Instructions to follow :: Every line in the entries that holds "PlaylistEntry" should be identified and copied.

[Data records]
- - - - - - -

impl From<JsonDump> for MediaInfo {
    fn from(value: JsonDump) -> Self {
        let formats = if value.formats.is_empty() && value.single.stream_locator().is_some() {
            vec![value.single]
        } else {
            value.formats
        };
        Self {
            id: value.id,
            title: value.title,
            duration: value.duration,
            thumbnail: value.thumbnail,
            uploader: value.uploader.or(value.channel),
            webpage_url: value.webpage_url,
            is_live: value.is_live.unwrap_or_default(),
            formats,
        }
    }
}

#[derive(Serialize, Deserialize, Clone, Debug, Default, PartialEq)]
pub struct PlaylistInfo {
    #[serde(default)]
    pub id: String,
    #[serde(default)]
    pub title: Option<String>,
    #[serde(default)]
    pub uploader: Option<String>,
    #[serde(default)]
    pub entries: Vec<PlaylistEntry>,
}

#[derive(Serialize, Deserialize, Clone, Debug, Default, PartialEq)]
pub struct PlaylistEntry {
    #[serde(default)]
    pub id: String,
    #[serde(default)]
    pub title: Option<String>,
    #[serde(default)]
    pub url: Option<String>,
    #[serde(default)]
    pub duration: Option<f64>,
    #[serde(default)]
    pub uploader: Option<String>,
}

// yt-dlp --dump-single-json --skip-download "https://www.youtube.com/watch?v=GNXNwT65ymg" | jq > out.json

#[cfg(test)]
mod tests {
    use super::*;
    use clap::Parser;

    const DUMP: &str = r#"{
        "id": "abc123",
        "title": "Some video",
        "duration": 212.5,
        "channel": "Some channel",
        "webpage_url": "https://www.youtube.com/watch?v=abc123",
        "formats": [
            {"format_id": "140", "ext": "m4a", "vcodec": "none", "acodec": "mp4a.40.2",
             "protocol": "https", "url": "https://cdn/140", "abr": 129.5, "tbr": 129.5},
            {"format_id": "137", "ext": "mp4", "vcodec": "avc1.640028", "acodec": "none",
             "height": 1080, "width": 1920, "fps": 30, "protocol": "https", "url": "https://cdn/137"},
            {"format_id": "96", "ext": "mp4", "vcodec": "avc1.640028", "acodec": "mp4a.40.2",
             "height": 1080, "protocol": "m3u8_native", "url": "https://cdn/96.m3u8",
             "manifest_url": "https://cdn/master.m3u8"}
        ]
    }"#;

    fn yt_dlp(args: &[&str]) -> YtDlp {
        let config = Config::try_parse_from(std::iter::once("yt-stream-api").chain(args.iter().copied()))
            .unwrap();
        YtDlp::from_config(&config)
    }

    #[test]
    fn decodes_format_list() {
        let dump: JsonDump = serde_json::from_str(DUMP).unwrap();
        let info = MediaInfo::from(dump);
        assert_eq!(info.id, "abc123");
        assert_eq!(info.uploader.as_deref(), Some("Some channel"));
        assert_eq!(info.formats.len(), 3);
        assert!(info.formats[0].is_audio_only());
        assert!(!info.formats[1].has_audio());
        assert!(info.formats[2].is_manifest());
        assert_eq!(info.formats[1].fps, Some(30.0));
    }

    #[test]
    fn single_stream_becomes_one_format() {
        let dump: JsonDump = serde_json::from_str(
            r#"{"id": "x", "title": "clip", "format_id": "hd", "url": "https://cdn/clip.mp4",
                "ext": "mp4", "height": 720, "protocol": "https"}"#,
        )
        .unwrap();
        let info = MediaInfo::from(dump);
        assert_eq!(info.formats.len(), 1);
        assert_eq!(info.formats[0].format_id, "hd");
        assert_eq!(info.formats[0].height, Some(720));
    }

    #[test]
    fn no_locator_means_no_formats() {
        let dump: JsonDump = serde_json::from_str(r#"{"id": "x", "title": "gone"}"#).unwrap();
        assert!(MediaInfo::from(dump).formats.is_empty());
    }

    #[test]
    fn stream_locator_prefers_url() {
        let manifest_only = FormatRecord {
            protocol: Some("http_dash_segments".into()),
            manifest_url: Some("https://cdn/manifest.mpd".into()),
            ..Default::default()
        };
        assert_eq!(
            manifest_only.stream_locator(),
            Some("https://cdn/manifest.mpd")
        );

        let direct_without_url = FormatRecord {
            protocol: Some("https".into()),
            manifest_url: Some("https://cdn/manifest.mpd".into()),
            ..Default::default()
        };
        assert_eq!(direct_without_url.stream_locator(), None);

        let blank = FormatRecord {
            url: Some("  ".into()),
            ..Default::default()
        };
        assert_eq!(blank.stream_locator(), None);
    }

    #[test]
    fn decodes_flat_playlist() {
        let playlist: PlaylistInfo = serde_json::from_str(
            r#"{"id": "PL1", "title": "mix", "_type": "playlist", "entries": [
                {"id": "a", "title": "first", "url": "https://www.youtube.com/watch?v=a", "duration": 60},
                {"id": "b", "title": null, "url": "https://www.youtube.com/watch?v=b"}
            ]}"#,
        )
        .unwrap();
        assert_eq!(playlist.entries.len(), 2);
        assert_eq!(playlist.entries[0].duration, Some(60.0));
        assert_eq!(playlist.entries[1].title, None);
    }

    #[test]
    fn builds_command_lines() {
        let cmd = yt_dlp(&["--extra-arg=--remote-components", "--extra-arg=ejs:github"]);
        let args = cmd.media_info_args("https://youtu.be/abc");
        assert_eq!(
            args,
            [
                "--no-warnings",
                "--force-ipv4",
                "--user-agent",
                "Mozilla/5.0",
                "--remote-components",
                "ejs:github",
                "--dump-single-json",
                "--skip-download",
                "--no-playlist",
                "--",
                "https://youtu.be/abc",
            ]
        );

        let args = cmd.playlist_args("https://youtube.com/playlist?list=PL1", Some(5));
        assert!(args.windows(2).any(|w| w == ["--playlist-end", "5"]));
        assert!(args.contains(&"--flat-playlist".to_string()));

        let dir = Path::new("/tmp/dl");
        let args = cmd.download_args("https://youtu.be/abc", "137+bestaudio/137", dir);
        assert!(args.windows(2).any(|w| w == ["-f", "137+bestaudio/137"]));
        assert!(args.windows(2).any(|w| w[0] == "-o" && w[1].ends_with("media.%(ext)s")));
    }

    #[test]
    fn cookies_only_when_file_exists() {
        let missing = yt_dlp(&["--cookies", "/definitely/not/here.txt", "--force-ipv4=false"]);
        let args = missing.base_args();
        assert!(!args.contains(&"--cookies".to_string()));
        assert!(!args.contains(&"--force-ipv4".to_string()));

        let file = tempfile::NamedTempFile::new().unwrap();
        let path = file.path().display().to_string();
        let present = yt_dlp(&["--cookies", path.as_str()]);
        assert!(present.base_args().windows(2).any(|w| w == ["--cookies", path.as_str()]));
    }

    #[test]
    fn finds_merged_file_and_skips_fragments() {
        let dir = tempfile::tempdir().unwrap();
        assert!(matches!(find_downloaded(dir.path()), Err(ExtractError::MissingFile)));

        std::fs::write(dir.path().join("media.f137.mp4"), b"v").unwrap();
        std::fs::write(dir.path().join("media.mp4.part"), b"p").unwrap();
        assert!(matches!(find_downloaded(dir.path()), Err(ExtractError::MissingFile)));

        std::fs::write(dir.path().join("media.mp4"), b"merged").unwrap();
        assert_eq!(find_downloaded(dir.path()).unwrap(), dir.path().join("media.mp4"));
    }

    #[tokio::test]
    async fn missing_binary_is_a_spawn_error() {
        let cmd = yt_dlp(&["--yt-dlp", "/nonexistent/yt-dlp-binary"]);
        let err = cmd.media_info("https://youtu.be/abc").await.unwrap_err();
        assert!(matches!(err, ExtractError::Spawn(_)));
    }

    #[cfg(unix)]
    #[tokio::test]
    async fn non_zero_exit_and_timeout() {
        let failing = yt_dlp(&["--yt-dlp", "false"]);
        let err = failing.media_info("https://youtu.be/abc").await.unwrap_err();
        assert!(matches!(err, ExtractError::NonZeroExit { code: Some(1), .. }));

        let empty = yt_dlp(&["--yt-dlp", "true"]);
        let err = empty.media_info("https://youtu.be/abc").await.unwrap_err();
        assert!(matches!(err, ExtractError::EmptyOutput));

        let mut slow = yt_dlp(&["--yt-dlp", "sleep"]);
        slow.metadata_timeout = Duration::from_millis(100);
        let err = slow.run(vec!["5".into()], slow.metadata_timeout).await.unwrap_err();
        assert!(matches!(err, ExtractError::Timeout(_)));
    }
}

- - - - - - -

Answer for this exercise ::
    pub entries: Vec<PlaylistEntry>,
pub struct PlaylistEntry {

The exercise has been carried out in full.